» **THE TASK**:
This exercise calls for the line with "pub(crate) fn cmd_chart(log: &FoodLog, json: bool)", the line with "for line in", and all lines between them in the material below, output exactly and with no other lines.

BEGIN EXERCISE MATERIAL

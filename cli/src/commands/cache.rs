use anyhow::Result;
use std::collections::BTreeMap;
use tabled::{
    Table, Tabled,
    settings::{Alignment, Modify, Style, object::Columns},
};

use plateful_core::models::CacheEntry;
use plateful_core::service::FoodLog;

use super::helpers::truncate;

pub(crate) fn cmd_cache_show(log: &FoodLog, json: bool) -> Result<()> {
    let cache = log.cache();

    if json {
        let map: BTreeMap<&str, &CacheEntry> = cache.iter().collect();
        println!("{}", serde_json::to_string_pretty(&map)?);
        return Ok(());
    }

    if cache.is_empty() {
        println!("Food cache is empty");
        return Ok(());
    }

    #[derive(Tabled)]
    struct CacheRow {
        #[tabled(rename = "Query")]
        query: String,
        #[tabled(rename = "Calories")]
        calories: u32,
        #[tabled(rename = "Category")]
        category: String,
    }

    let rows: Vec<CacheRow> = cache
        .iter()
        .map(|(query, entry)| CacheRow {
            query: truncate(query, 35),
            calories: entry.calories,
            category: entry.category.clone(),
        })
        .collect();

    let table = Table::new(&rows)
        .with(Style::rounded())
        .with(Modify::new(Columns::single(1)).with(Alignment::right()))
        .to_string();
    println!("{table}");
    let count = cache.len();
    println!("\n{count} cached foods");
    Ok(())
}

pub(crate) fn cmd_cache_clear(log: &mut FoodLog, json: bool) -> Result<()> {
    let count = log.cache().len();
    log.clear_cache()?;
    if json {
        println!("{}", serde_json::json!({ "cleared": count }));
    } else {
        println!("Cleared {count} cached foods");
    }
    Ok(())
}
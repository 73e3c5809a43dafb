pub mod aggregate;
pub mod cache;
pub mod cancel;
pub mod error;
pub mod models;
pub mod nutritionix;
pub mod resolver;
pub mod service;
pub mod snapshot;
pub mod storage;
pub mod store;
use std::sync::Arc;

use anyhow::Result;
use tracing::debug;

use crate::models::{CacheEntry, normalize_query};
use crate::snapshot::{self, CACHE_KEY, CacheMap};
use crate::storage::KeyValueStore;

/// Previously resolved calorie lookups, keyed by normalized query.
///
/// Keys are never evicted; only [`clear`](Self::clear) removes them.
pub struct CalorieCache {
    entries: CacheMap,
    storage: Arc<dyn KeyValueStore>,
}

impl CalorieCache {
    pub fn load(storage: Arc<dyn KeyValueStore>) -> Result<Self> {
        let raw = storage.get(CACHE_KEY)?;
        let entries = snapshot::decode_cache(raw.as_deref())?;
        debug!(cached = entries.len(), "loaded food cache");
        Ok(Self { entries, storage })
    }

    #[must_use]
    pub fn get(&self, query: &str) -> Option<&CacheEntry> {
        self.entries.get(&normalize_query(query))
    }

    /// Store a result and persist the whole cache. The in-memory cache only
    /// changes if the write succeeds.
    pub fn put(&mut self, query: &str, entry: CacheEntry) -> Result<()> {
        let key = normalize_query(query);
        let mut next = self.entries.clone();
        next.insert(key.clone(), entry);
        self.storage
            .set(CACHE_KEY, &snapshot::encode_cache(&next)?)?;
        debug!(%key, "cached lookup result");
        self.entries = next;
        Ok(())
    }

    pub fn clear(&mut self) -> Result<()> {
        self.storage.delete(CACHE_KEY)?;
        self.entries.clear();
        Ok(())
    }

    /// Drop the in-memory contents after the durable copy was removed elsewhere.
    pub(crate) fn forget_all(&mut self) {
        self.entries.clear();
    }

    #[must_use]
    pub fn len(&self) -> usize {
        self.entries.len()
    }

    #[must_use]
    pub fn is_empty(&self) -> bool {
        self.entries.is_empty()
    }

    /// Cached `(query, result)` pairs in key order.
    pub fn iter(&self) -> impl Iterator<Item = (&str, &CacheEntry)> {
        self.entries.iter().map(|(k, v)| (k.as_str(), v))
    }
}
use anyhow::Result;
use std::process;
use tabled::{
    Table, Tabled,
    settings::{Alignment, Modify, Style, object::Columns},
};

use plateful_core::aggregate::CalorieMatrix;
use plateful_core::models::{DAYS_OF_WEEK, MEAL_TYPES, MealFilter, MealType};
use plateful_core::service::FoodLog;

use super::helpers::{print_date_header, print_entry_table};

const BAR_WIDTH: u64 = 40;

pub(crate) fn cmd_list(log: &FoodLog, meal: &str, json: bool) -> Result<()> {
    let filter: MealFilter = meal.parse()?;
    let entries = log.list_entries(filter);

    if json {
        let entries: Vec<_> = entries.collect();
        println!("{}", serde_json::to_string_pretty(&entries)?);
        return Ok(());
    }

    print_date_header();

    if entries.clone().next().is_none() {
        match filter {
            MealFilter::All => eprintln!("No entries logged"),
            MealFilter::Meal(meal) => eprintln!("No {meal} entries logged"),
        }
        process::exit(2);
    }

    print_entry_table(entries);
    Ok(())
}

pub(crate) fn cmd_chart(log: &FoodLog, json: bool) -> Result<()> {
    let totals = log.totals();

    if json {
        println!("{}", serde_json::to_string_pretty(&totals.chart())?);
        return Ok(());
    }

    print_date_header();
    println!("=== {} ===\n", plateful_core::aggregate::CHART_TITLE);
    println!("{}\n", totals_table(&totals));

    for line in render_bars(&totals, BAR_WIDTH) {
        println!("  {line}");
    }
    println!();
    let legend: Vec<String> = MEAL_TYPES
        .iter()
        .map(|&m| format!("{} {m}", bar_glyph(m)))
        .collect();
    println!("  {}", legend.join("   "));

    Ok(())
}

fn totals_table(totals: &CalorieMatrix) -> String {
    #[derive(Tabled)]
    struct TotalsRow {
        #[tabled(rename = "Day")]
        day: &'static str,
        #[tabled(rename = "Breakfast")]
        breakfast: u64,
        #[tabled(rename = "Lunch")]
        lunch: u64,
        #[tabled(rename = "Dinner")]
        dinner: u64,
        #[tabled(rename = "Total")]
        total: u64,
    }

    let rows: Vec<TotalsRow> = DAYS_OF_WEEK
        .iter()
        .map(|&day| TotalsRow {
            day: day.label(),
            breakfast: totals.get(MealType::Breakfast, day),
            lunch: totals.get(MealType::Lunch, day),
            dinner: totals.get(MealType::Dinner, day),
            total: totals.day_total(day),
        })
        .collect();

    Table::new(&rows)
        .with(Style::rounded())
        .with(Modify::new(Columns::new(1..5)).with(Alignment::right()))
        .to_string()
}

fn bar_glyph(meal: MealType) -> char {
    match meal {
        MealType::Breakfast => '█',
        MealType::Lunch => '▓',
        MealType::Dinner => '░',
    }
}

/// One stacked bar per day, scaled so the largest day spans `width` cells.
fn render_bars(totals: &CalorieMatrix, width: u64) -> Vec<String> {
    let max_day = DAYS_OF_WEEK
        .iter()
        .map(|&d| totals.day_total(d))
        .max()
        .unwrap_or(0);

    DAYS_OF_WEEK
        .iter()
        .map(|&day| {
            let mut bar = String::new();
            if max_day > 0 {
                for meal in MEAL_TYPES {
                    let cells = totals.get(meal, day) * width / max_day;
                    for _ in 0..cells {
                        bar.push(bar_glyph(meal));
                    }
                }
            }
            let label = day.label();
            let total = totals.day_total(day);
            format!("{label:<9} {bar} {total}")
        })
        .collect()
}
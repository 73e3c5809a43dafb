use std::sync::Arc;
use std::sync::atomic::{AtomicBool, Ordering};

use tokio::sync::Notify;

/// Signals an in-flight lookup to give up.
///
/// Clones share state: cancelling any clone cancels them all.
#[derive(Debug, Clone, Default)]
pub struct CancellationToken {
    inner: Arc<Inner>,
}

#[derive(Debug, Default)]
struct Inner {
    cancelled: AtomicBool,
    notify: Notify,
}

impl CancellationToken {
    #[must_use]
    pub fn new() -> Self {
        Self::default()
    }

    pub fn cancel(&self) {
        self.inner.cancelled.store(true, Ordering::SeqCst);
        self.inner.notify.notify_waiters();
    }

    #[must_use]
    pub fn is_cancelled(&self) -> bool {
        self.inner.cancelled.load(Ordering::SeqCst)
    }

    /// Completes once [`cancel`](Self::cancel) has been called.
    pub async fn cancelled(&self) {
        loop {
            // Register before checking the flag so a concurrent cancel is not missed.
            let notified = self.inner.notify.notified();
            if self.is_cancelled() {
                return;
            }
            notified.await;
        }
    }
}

END EXERCISE MATERIAL

» **EXERCISE ANSWER**:
pub(crate) fn cmd_chart(log: &FoodLog, json: bool) -> Result<()> {
    let totals = log.totals();

    if json {
        println!("{}", serde_json::to_string_pretty(&totals.chart())?);
        return Ok(());
    }

    print_date_header();
    println!("=== {} ===\n", plateful_core::aggregate::CHART_TITLE);
    println!("{}\n", totals_table(&totals));

    for line in render_bars(&totals, BAR_WIDTH) {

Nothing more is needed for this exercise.